Information provided below:

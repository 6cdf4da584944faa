//! Per-surface debouncing and the single-flight guard.
//!
//! Each attached surface has one [`SurfaceState`]:
//!
//! ```text
//! idle --(burst/debounce)--> pending --(timer fires)--> resolving --> idle
//!            ^                  |
//!            +---(new input)----+  (re-arms the timer)
//! ```
//!
//! Every input, terminal key, emission and reset bumps the surface's epoch.
//! A timer remembers the epoch it was armed at and does nothing if the epoch
//! has moved on, so a stale timer can never resolve an outdated value. While
//! a resolution is in flight (the surface holds an active claim) any further
//! emission on that surface is dropped. Each claim carries its own token, and
//! only the resolution holding the current one may release the surface.

use super::{Inner, Scanner};
use crate::classify::{Classification, Decision, classify};
use crate::error::{ErrorKind, Result};
use crate::event::{ScanEvent, SurfaceId, code_len};
use crate::handler::{HandlerHandle, ScanHandler};
use crate::item::ResolvedItem;
use exn::OptionExt;
use shelf_asyncutils::TimerHandle;
use std::sync::atomic::Ordering;
use std::sync::{Arc, Weak};
use std::time::Duration;

pub(crate) struct SurfaceState {
    id: SurfaceId,
    handler: HandlerHandle,
    /// Distinguishes this attachment from earlier ones under the same name.
    generation: u64,
    epoch: u64,
    last_event: Option<ScanEvent>,
    pending: Option<TimerHandle>,
    /// Token of the in-flight resolution, if any.
    active_claim: Option<u64>,
    claims: u64,
}
impl SurfaceState {
    fn cancel_pending(&mut self) {
        if let Some(timer) = self.pending.take() {
            timer.cancel();
        }
    }

    /// Back to idle: no timer, no in-flight resolution, no typing history.
    pub(super) fn reset(&mut self) {
        self.cancel_pending();
        self.epoch += 1;
        self.active_claim = None;
        self.last_event = None;
    }

    /// Back to idle, but only on behalf of the claim that still owns the
    /// surface.
    pub(super) fn release(&mut self, token: u64) {
        if self.active_claim == Some(token) {
            self.reset();
        }
    }

    pub(super) fn generation(&self) -> u64 {
        self.generation
    }

    /// Mark the surface as resolving, unless it already is.
    fn claim(&mut self) -> Option<Claim> {
        if self.active_claim.is_some() {
            tracing::debug!(surface = %self.id, "Resolution already in flight; dropping emission");
            return None;
        }
        self.claims += 1;
        self.active_claim = Some(self.claims);
        self.epoch += 1;
        Some(Claim {
            surface: self.id.clone(),
            handler: self.handler.clone(),
            generation: self.generation,
            token: self.claims,
        })
    }
}

/// Permission to run one resolution on a surface.
pub(super) struct Claim {
    pub(super) surface: SurfaceId,
    pub(super) handler: HandlerHandle,
    pub(super) generation: u64,
    pub(super) token: u64,
}

impl Scanner {
    /// Register an input surface (a text field, a camera feed...) and the
    /// handler that hears about its resolutions.
    ///
    /// Attaching a name that is already attached replaces it: the old
    /// handler's pending timer is cancelled, and an in-flight resolution for
    /// it will no longer call back.
    pub fn attach(&self, surface: impl Into<SurfaceId>, handler: impl ScanHandler + 'static) -> SurfaceId {
        let id = surface.into();
        let generation = self.inner.attachments.fetch_add(1, Ordering::Relaxed) + 1;
        let state = SurfaceState {
            id: id.clone(),
            handler: Arc::new(handler),
            generation,
            epoch: 0,
            last_event: None,
            pending: None,
            active_claim: None,
            claims: 0,
        };
        if let Some(mut previous) = self.inner.surfaces().insert(id.clone(), state) {
            previous.cancel_pending();
        }
        tracing::debug!(surface = %id, "Scan surface attached");
        id
    }

    /// Forget a surface entirely (blur/unmount for good). Returns `false` if
    /// it wasn't attached.
    pub fn dispose(&self, surface: &str) -> bool {
        let removed = self.inner.surfaces().remove(surface);
        match removed {
            Some(mut state) => {
                state.cancel_pending();
                tracing::debug!(surface, "Scan surface disposed");
                true
            },
            None => false,
        }
    }

    /// Return a surface to idle: cancel its timer and release the in-flight
    /// guard. Called automatically once a resolution finishes; call it on blur
    /// too.
    pub fn reset(&self, surface: &str) -> Result<()> {
        let mut surfaces = self.inner.surfaces();
        let state = surfaces.get_mut(surface).ok_or_raise(|| ErrorKind::UnknownSurface(surface.to_string()))?;
        state.reset();
        Ok(())
    }

    /// Whether a resolution is currently in flight on `surface` (`None` if the
    /// surface isn't attached).
    pub fn is_in_progress(&self, surface: &str) -> Option<bool> {
        self.inner.surfaces().get(surface).map(|state| state.active_claim.is_some())
    }

    /// Feed the surface's current value. Classifies it and (re-)arms or
    /// cancels the surface's timer accordingly.
    pub fn on_input(&self, surface: &str, value: &str) -> Result<Classification> {
        let mut surfaces = self.inner.surfaces();
        let state = surfaces.get_mut(surface).ok_or_raise(|| ErrorKind::UnknownSurface(surface.to_string()))?;
        let event = ScanEvent::new(state.id.clone(), value, self.inner.clock.now());
        let classification = classify(&event, state.last_event.as_ref(), &self.inner.options.classifier);
        state.last_event = Some(event);
        state.epoch += 1;
        state.cancel_pending();
        if classification.decision != Decision::Ignore {
            let task = fire(
                Arc::downgrade(&self.inner),
                state.id.clone(),
                state.generation,
                state.epoch,
                value.to_string(),
            );
            state.pending = Some(self.inner.scheduler.schedule(classification.delay, Box::pin(task)));
        }
        tracing::trace!(surface, decision = ?classification.decision, delay_ms = classification.delay.as_millis() as u64, "Input classified");
        Ok(classification)
    }

    /// Enter (or another terminal key) on the surface: resolve the current
    /// value right away, provided it is at least `min_length` long and the
    /// surface isn't already resolving. Returns whether a resolution started.
    ///
    /// The resolution itself runs on the scheduler, so this never blocks.
    pub fn on_terminal_key(&self, surface: &str, value: &str) -> Result<bool> {
        let claim = {
            let mut surfaces = self.inner.surfaces();
            let state = surfaces.get_mut(surface).ok_or_raise(|| ErrorKind::UnknownSurface(surface.to_string()))?;
            state.cancel_pending();
            state.epoch += 1;
            state.last_event = Some(ScanEvent::new(state.id.clone(), value, self.inner.clock.now()));
            if code_len(value) < self.inner.options.classifier.min_length {
                tracing::debug!(surface, "Terminal key on a too-short value; ignoring");
                return Ok(false);
            }
            state.claim()
        };
        let Some(claim) = claim else {
            return Ok(false);
        };
        let inner = self.inner.clone();
        let code = value.to_string();
        // The surface is already claimed, so this timer is never cancelled.
        let _detached = self.inner.scheduler.schedule(
            Duration::ZERO,
            Box::pin(async move {
                let _ = inner.run_claimed(claim, &code).await;
            }),
        );
        Ok(true)
    }

    /// Resolve `code` on behalf of `surface`, honouring its single-flight
    /// guard, and wait for the outcome.
    ///
    /// Returns `None` when the emission was dropped because the surface is
    /// already resolving; the in-flight resolution keeps the surface. The
    /// surface's handler is called exactly as for interactive scans.
    pub async fn resolve_on(&self, surface: &str, code: &str) -> Option<Result<ResolvedItem>> {
        let claim = {
            let mut surfaces = self.inner.surfaces();
            let Some(state) = surfaces.get_mut(surface) else {
                return Some(Err(exn::Exn::from(ErrorKind::UnknownSurface(surface.to_string()))));
            };
            state.cancel_pending();
            state.claim()?
        };
        Some(self.inner.run_claimed(claim, code).await)
    }
}

/// Body of an armed debounce/burst timer.
async fn fire(inner: Weak<Inner>, surface: SurfaceId, generation: u64, epoch: u64, code: String) {
    let Some(inner) = inner.upgrade() else {
        return;
    };
    let claim = {
        let mut surfaces = inner.surfaces();
        let Some(state) = surfaces.get_mut(&surface) else {
            return;
        };
        if state.generation != generation || state.epoch != epoch {
            tracing::trace!(%surface, "Stale timer fired; ignoring");
            return;
        }
        // Fired: forget the handle without cancelling ourselves.
        state.pending = None;
        state.claim()
    };
    if let Some(claim) = claim {
        let _ = inner.run_claimed(claim, &code).await;
    }
}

End of Information provided.

### [Work to complete]
Search the data above for the string "burst" and report each line that holds it.

### [Result of this task]
//! idle --(burst/debounce)--> pending --(timer fires)--> resolving --> idle
/// Body of an armed debounce/burst timer.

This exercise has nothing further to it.